As declarações de Machado foram transmitidas na sexta-feira, um dia depois que ela presenteou o ex-presidente dos EUA, Donald Trump, com sua medalha do Prêmio Nobel da Paz, reconhecendo o que ela descreveu como sua ação firme e decisiva contra Maduro. As forças especiais dos EUA supostamente prenderam Maduro em 3 de janeiro.
"Acredito que serei eleita, quando chegar a hora certa, como presidente da Venezuela – a primeira mulher presidente da Venezuela", disse Machado à Fox News, expressando sua crença de que a liberdade estava se aproximando de seu país após anos de turbulência econômica e governo autoritário sob Maduro.
A CIA não comentou oficialmente sobre a visita de Ratcliffe ou as circunstâncias que cercam a remoção de Maduro do poder. O governo dos EUA tem mantido uma política de apoio às transições democráticas na Venezuela, citando preocupações com os direitos humanos e a legitimidade das eleições anteriores de Maduro.
Rodríguez assumiu o cargo de presidente interina após a saída de Maduro. Sua administração ainda não divulgou uma declaração detalhada sobre a reunião com Ratcliffe, mas fontes indicam que as discussões se concentraram nas futuras relações entre os dois países e nos potenciais caminhos para a estabilidade na Venezuela.

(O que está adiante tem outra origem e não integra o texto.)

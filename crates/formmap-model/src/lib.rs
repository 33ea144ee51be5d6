//! Data model for PDF form-field mapping resolution.
//!
//! Logical fields (application-level names) are reconciled against physical
//! fields (PDF form field identifiers) into a [`MappingTable`]; the
//! [`CoverageReport`] measures how much of the document the table claims.

pub mod field;
pub mod mapping;
pub mod report;

pub use field::{FieldKind, LogicalField, PhysicalField};
pub use mapping::{EntryKind, MappingEntry, MappingTable, OverrideConfig};
pub use report::CoverageReport;
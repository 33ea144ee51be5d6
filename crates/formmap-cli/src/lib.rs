//! CLI library components for the form-field mapping resolver.

pub mod logging;
//! Logging infrastructure using `tracing` and `tracing-subscriber`.
//!
//! # Log Levels
//!
//! - `error`: load failures
//! - `warn`: suspicious inputs (empty field lists, stale overrides)
//! - `info`: run progress and summary counts
//! - `debug`: per-field resolution detail

use std::fs::OpenOptions;
use std::io::{self, Write};
use std::path::PathBuf;
use std::sync::{Arc, Mutex};

use tracing::level_filters::LevelFilter;
use tracing_subscriber::{
    EnvFilter,
    fmt::{self, MakeWriter},
    layer::SubscriberExt,
    util::SubscriberInitExt,
};

/// Configuration for logging behavior.
#[derive(Debug, Clone)]
pub struct LogConfig {
    /// Level filter applied when the environment does not override it.
    pub level_filter: LevelFilter,
    /// Honor `RUST_LOG` instead of the configured level.
    pub use_env_filter: bool,
    /// Output format.
    pub format: LogFormat,
    /// Optional log file path. When set, logs are written to the file.
    pub log_file: Option<PathBuf>,
    /// Whether to use ANSI colors in output.
    pub with_ansi: bool,
}

/// Log output format.
#[derive(Debug, Clone, Copy, Default, PartialEq, Eq)]
pub enum LogFormat {
    /// Human-readable pretty format with colors.
    #[default]
    Pretty,
    /// Compact single-line format.
    Compact,
    /// JSON format for machine parsing.
    Json,
}

impl Default for LogConfig {
    fn default() -> Self {
        Self {
            level_filter: LevelFilter::WARN,
            use_env_filter: true,
            format: LogFormat::default(),
            log_file: None,
            with_ansi: true,
        }
    }
}

/// Initialize the global tracing subscriber with the given configuration.
///
/// This should be called once at application startup.
///
/// # Errors
///
/// Returns an error if the log file cannot be opened.
pub fn init_logging(config: &LogConfig) -> io::Result<()> {
    if let Some(path) = &config.log_file {
        let file = OpenOptions::new().create(true).append(true).open(path)?;
        init_logging_with_writer(config, SharedFileWriter::new(file));
    } else {
        init_logging_with_writer(config, io::stderr);
    }
    Ok(())
}

/// Initialize logging with a custom writer (useful for testing).
pub fn init_logging_with_writer<W>(config: &LogConfig, writer: W)
where
    W: for<'writer> MakeWriter<'writer> + Send + Sync + 'static,
{
    let filter = build_env_filter(config);

    match config.format {
        LogFormat::Json => {
            let layer = fmt::layer().json().with_writer(writer).with_target(false);
            tracing_subscriber::registry()
                .with(filter)
                .with(layer)
                .init();
        }
        LogFormat::Compact => {
            let layer = fmt::layer()
                .compact()
                .with_writer(writer)
                .with_ansi(config.with_ansi)
                .with_target(false)
                .without_time();
            tracing_subscriber::registry()
                .with(filter)
                .with(layer)
                .init();
        }
        LogFormat::Pretty => {
            let layer = fmt::layer()
                .with_writer(writer)
                .with_ansi(config.with_ansi)
                .with_target(false)
                .without_time();
            tracing_subscriber::registry()
                .with(filter)
                .with(layer)
                .init();
        }
    }
}

#[derive(Clone)]
struct SharedFileWriter {
    file: Arc<Mutex<std::fs::File>>,
}

impl SharedFileWriter {
    fn new(file: std::fs::File) -> Self {
        Self {
            file: Arc::new(Mutex::new(file)),
        }
    }
}

struct SharedFileGuard {
    file: Arc<Mutex<std::fs::File>>,
}

impl Write for SharedFileGuard {
    fn write(&mut self, buf: &[u8]) -> io::Result<usize> {
        let mut guard = self
            .file
            .lock()
            .map_err(|_| io::Error::other("log file lock poisoned"))?;
        guard.write(buf)
    }

    fn flush(&mut self) -> io::Result<()> {
        let mut guard = self
            .file
            .lock()
            .map_err(|_| io::Error::other("log file lock poisoned"))?;
        guard.flush()
    }
}

impl<'a> MakeWriter<'a> for SharedFileWriter {
    type Writer = SharedFileGuard;

    fn make_writer(&'a self) -> Self::Writer {
        SharedFileGuard {
            file: Arc::clone(&self.file),
        }
    }
}

/// Build an `EnvFilter`, honoring `RUST_LOG` when env filtering is enabled.
fn build_env_filter(config: &LogConfig) -> EnvFilter {
    let level = config.level_filter.to_string().to_lowercase();
    let directives = format!(
        "{level},formmap_cli={level},formmap_ingest={level},formmap_map={level}",
        level = level
    );
    if config.use_env_filter {
        EnvFilter::try_from_default_env().unwrap_or_else(|_| EnvFilter::new(&directives))
    } else {
        EnvFilter::new(&directives)
    }
}
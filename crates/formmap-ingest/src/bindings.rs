//! Logical field extraction from application form source.
//!
//! The application binds inputs with `register('field_name')` calls; the
//! literal identifiers in those calls are the logical field list. Extraction
//! returns them in first-occurrence order with duplicates removed.

use std::collections::BTreeSet;
use std::fs;
use std::path::Path;
use std::sync::LazyLock;

use regex::Regex;
use tracing::debug;

use formmap_model::LogicalField;

use crate::error::{IngestError, Result};

static REGISTER_CALL: LazyLock<Regex> = LazyLock::new(|| {
    Regex::new(r#"register\(\s*'([^']+)'\s*\)|register\(\s*"([^"]+)"\s*\)"#)
        .expect("Invalid binding pattern regex")
});

/// Extracts logical field names from form source text.
pub fn extract_logical_fields(source: &str) -> Vec<LogicalField> {
    let mut seen = BTreeSet::new();
    let mut fields = Vec::new();
    for captures in REGISTER_CALL.captures_iter(source) {
        let name = captures
            .get(1)
            .or_else(|| captures.get(2))
            .map(|m| m.as_str())
            .unwrap_or_default();
        if name.is_empty() || !seen.insert(name.to_string()) {
            continue;
        }
        fields.push(LogicalField::new(name));
    }
    fields
}

/// Reads a form source file and extracts its logical fields.
pub fn load_logical_fields(path: &Path) -> Result<Vec<LogicalField>> {
    let source = fs::read_to_string(path).map_err(|source| IngestError::FileRead {
        path: path.to_path_buf(),
        source,
    })?;
    let fields = extract_logical_fields(&source);
    debug!(path = %path.display(), count = fields.len(), "extracted logical fields");
    Ok(fields)
}
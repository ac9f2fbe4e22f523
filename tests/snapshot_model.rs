mod common;

use std::fs;

use common::{cta_button, headline, viewport};
use hotspot_core::snapshot::{PageSnapshot, SnapshotError};
use hotspot_core::types::{ElementDescriptor, Viewport};
use hotspot_core::HotspotPredictor;
use tempfile::tempdir;

const SNAPSHOT_JSON: &str = r#"{
    "viewport": { "width": 1200, "height": 800 },
    "elements": [
        { "tag": "h1", "text": "Welcome", "x": 100, "y": 50, "width": 600, "height": 80,
          "fontSize": 40, "fontWeight": "bold" },
        { "tag": "button", "text": "Buy", "x": 450, "y": 700, "width": 150, "height": 50,
          "className": "cta-button" }
    ]
}"#;

#[test]
fn load_snapshot_from_file() {
    let dir = tempdir().unwrap();
    let path = dir.path().join("snapshot.json");
    fs::write(&path, SNAPSHOT_JSON).unwrap();

    let snapshot = PageSnapshot::load(&path).unwrap();

    assert_eq!(snapshot.viewport, Viewport::new(1200.0, 800.0));
    assert_eq!(snapshot.elements.len(), 2);
    assert_eq!(snapshot.elements[1].class_name, "cta-button");
}

#[test]
fn missing_file_is_io_error() {
    let dir = tempdir().unwrap();
    let err = PageSnapshot::load(&dir.path().join("absent.json")).unwrap_err();
    assert!(matches!(err, SnapshotError::Io(_)));
}

#[test]
fn malformed_file_is_json_error() {
    let err = PageSnapshot::from_json(r#"{"elements": []}"#).unwrap_err();
    assert!(matches!(err, SnapshotError::Json(_)));
}

#[test]
fn negative_or_non_finite_geometry_is_rejected() {
    let bad_width = ElementDescriptor::new("div", 0.0, 0.0, -5.0, 10.0);
    let err = PageSnapshot::ingest(viewport(), vec![headline(), bad_width]).unwrap_err();
    match err {
        SnapshotError::InvalidGeometry { index, field } => {
            assert_eq!(index, 1);
            assert_eq!(field, "width");
        }
        other => panic!("expected InvalidGeometry, got: {other:?}"),
    }

    let nan_y = ElementDescriptor::new("div", 0.0, f64::NAN, 5.0, 10.0);
    assert!(matches!(
        PageSnapshot::ingest(viewport(), vec![nan_y]),
        Err(SnapshotError::InvalidGeometry { field: "y", .. })
    ));
}

#[test]
fn degenerate_elements_are_valid_input() {
    let ghost = ElementDescriptor::new("span", 10.0, 10.0, 0.0, 0.0);
    assert!(PageSnapshot::ingest(viewport(), vec![ghost]).is_ok());
}

#[test]
fn empty_viewport_is_rejected() {
    let err = PageSnapshot::ingest(Viewport::new(0.0, 800.0), vec![]).unwrap_err();
    assert!(matches!(err, SnapshotError::InvalidViewport));
}

#[test]
fn version_tracks_content() {
    let a = PageSnapshot::ingest(viewport(), vec![headline(), cta_button()]).unwrap();
    let b = PageSnapshot::ingest(viewport(), vec![headline(), cta_button()]).unwrap();
    let c = PageSnapshot::ingest(viewport(), vec![cta_button(), headline()]).unwrap();

    assert_eq!(a.version(), b.version());
    assert_ne!(a.version(), c.version());

    let v = a.version();
    assert!(v.as_str().starts_with("sha256:"));
    assert_eq!(v.as_str().len(), "sha256:".len() + 64);
}

#[tokio::test]
async fn predict_from_loaded_snapshot() {
    let snapshot = PageSnapshot::from_json(SNAPSHOT_JSON).unwrap();
    let report = HotspotPredictor::heuristic().predict_snapshot(&snapshot).await;

    assert_eq!(report.hotspots.len(), 2);
    assert_eq!(report.prediction.snapshot_version, snapshot.version());
    assert_eq!(report.hotspots[0].x, 400.0);
    assert_eq!(report.hotspots[0].y, 90.0);
}
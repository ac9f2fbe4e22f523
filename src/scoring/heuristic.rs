use std::cmp::Ordering;

use async_trait::async_trait;

use crate::types::{ElementDescriptor, ElementScore, Hotspot, HotspotKind, Viewport};

use super::{Scorer, ScoringError, MAX_HOTSPOTS};

/// Hotspots at or below this confidence are dropped.
pub const MIN_CONFIDENCE: f64 = 0.3;

const CENTER_BIAS_RADIUS: f64 = 250.0;
const LARGE_AREA: f64 = 50_000.0;
const LARGE_FONT: f64 = 32.0;

const CTA_MARKERS: &[&str] = &["btn", "button", "cta"];
const LOGO_MARKERS: &[&str] = &["logo"];

/// Deterministic, offline scorer built from position, size, typography and
/// tag rules. Always available.
#[derive(Debug, Default, Clone, Copy)]
pub struct HeuristicScorer;

impl HeuristicScorer {
    /// Score one element in isolation. Rules are additive and the total is
    /// clamped to [0, 1]; a later tag rule overwrites an earlier one's kind.
    pub fn score_element(&self, el: &ElementDescriptor, viewport: &Viewport) -> ElementScore {
        // Invisible boxes draw no attention.
        if el.area() <= 0.0 {
            return ElementScore {
                confidence: 0.0,
                kind: HotspotKind::Other,
            };
        }

        let tag = el.tag_lower();
        let class = el.class_name.to_ascii_lowercase();
        let mut score = 0.0;
        let mut kind = HotspotKind::Other;

        if el.y < viewport.height / 3.0 {
            score += 0.5;
        } else if el.y < viewport.height {
            score += 0.2;
        }

        let (center_x, _) = el.bounds().center();
        if (center_x - viewport.center_x()).abs() < CENTER_BIAS_RADIUS {
            score += 0.2;
        }

        if el.area() > LARGE_AREA {
            score += 0.4;
        }

        if tag == "h1" {
            score += 0.6;
            kind = HotspotKind::Headline;
        }
        if tag == "button" || contains_any(&class, CTA_MARKERS) {
            score += 0.5;
            kind = HotspotKind::Cta;
        }
        if matches!(tag.as_str(), "img" | "svg") && contains_any(&class, LOGO_MARKERS) {
            score += 0.4;
            kind = HotspotKind::Logo;
        }
        if matches!(tag.as_str(), "img" | "video")
            && el.width > 300.0
            && el.height > 200.0
            && el.y < viewport.height * 0.75
        {
            score += 0.45;
            kind = HotspotKind::Hero;
        }

        if el.font_weight.is_bold() {
            score += 0.15;
        }
        if el.font_size > LARGE_FONT {
            score += 0.25;
        }

        ElementScore {
            confidence: clamp_unit(score),
            kind,
        }
    }

    /// Score, threshold, rank and cap. Pure: the same input always yields the
    /// same ordered output. No suppression pass runs here.
    pub fn rank(&self, elements: &[ElementDescriptor], viewport: &Viewport) -> Vec<Hotspot> {
        let mut hotspots: Vec<Hotspot> = elements
            .iter()
            .filter(|el| el.y < viewport.height)
            .filter_map(|el| {
                let scored = self.score_element(el, viewport);
                (scored.confidence > MIN_CONFIDENCE)
                    .then(|| Hotspot::centered_on(el, scored.confidence))
            })
            .collect();

        // Stable sort: ties keep input order.
        hotspots.sort_by(|a, b| {
            b.confidence
                .partial_cmp(&a.confidence)
                .unwrap_or(Ordering::Equal)
        });
        hotspots.truncate(MAX_HOTSPOTS);

        debug_assert!(hotspots
            .windows(2)
            .all(|w| w[0].confidence >= w[1].confidence));

        tracing::debug!(
            elements = elements.len(),
            hotspots = hotspots.len(),
            "heuristic scoring complete"
        );
        hotspots
    }
}

#[async_trait]
impl Scorer for HeuristicScorer {
    fn name(&self) -> &'static str {
        "heuristic"
    }

    async fn score(
        &self,
        elements: &[ElementDescriptor],
        viewport: &Viewport,
    ) -> Result<Vec<Hotspot>, ScoringError> {
        Ok(self.rank(elements, viewport))
    }
}

fn contains_any(haystack: &str, needles: &[&str]) -> bool {
    needles.iter().any(|n| haystack.contains(n))
}

fn clamp_unit(score: f64) -> f64 {
    if score.is_nan() {
        0.0
    } else {
        score.clamp(0.0, 1.0)
    }
}
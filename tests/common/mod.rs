#![allow(dead_code)]

use hotspot_core::types::{ElementDescriptor, FontWeight, Viewport};

pub fn viewport() -> Viewport {
    Viewport::new(1200.0, 800.0)
}

/// Bold 40px headline near the top, centered at (400, 90).
pub fn headline() -> ElementDescriptor {
    ElementDescriptor::new("h1", 100.0, 50.0, 600.0, 80.0)
        .with_text("Ship faster with fewer bugs")
        .with_font(40.0, FontWeight::Bold)
}

/// Button just above the fold, centered at (525, 725).
pub fn cta_button() -> ElementDescriptor {
    ElementDescriptor::new("button", 450.0, 700.0, 150.0, 50.0)
        .with_text("Start free trial")
        .with_class("cta-button")
}

/// A div almost exactly on top of the headline, centered at (410, 95).
pub fn headline_shadow() -> ElementDescriptor {
    ElementDescriptor::new("div", 110.0, 55.0, 600.0, 80.0).with_text("Ship faster")
}

/// Far below the first screen and a half.
pub fn footer() -> ElementDescriptor {
    ElementDescriptor::new("footer", 0.0, 1300.0, 1200.0, 200.0).with_text("Copyright footer")
}

pub fn landing_page() -> Vec<ElementDescriptor> {
    vec![headline(), cta_button(), headline_shadow(), footer()]
}

pub fn approx_eq(a: f64, b: f64) -> bool {
    (a - b).abs() < 1e-9
}
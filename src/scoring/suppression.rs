use crate::types::Hotspot;

/// Candidates overlapping an accepted one by more than this IoU are dropped.
pub const IOU_THRESHOLD: f64 = 0.6;

pub struct SuppressionResult {
    pub accepted: Vec<Hotspot>,
    pub suppressed: usize,
}

/// Greedy non-max suppression in upstream order.
///
/// Candidates are NOT re-sorted by confidence first: the earliest candidate
/// of an overlapping cluster survives, and output keeps acceptance order.
pub fn suppress(candidates: Vec<Hotspot>) -> SuppressionResult {
    let mut accepted: Vec<Hotspot> = Vec::with_capacity(candidates.len());
    let mut suppressed = 0;

    for candidate in candidates {
        let bounds = candidate.bounds();
        let overlaps = accepted
            .iter()
            .any(|kept| bounds.iou(&kept.bounds()) > IOU_THRESHOLD);

        if overlaps {
            suppressed += 1;
        } else {
            accepted.push(candidate);
        }
    }

    SuppressionResult {
        accepted,
        suppressed,
    }
}
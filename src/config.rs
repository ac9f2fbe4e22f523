//! Environment-driven configuration.
//!
//! The only switch that changes behavior is the inference credential: with a
//! usable key the predictor asks the inference service first, without one it
//! runs the heuristic scorer directly.

use std::env;

use thiserror::Error;

pub const DEFAULT_BASE_URL: &str = "https://api.openai.com/v1";
pub const DEFAULT_MODEL: &str = "gpt-4o-mini";
pub const DEFAULT_TIMEOUT_SECS: u64 = 15;

const PLACEHOLDER_MARKERS: &[&str] = &["your-", "your_", "placeholder", "changeme", "xxx"];

#[derive(Debug, Error)]
pub enum ConfigError {
    #[error("invalid {key}: {message}")]
    Invalid { key: &'static str, message: String },
}

/// Connection settings for the inference service.
#[derive(Debug, Clone)]
pub struct InferenceConfig {
    pub api_key: String,
    pub base_url: String,
    pub model: String,
    pub timeout_secs: u64,
}

impl InferenceConfig {
    /// Settings for `api_key` with default endpoint, model and timeout.
    pub fn new(api_key: impl Into<String>) -> Self {
        Self {
            api_key: api_key.into(),
            base_url: DEFAULT_BASE_URL.to_string(),
            model: DEFAULT_MODEL.to_string(),
            timeout_secs: DEFAULT_TIMEOUT_SECS,
        }
    }

    pub fn with_base_url(mut self, base_url: impl Into<String>) -> Self {
        self.base_url = base_url.into();
        self
    }
}

#[derive(Debug, Clone)]
pub struct PredictorConfig {
    /// `None` when no usable credential is configured.
    pub inference: Option<InferenceConfig>,
    pub log_level: String,
}

impl Default for PredictorConfig {
    fn default() -> Self {
        Self {
            inference: None,
            log_level: "info".to_string(),
        }
    }
}

impl PredictorConfig {
    /// Load configuration from environment variables.
    /// Loads `.env` file if present.
    pub fn from_env() -> Result<Self, ConfigError> {
        // Best-effort .env load; ignore if missing
        let _ = dotenvy::dotenv();

        let inference = match env::var("HOTSPOT_INFERENCE_API_KEY").ok() {
            Some(key) if is_usable_credential(&key) => Some(InferenceConfig {
                api_key: key.trim().to_string(),
                base_url: get_var_or("HOTSPOT_INFERENCE_BASE_URL", DEFAULT_BASE_URL),
                model: get_var_or("HOTSPOT_INFERENCE_MODEL", DEFAULT_MODEL),
                timeout_secs: parse_timeout()?,
            }),
            _ => None,
        };

        Ok(Self {
            inference,
            log_level: get_var_or("LOG_LEVEL", "info"),
        })
    }

    pub fn inference_enabled(&self) -> bool {
        self.inference
            .as_ref()
            .is_some_and(|c| is_usable_credential(&c.api_key))
    }
}

/// A credential is usable when it is non-blank and not a template value.
pub fn is_usable_credential(key: &str) -> bool {
    let key = key.trim().to_ascii_lowercase();
    !key.is_empty() && !PLACEHOLDER_MARKERS.iter().any(|m| key.contains(m))
}

fn parse_timeout() -> Result<u64, ConfigError> {
    match env::var("HOTSPOT_INFERENCE_TIMEOUT_SECS") {
        Ok(raw) => raw.trim().parse().map_err(|e| ConfigError::Invalid {
            key: "HOTSPOT_INFERENCE_TIMEOUT_SECS",
            message: format!("{e}"),
        }),
        Err(_) => Ok(DEFAULT_TIMEOUT_SECS),
    }
}

fn get_var_or(key: &str, default: &str) -> String {
    env::var(key).unwrap_or_else(|_| default.to_owned())
}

Machado, uma política conservadora, tem sido uma crítica vocal do governo de Maduro e já foi impedida de ocupar cargos públicos na Venezuela. Apesar desses desafios, ela continua sendo uma figura proeminente no movimento de oposição e continua a obter apoio tanto nacional quanto internacionalmente.
O cenário político na Venezuela permanece incerto, com questões contínuas sobre a legitimidade do governo atual e o potencial para futuras eleições. Observadores internacionais estão monitorando de perto a situação, e vários países expressaram opiniões diferentes sobre o curso de ação apropriado para o futuro da Venezuela.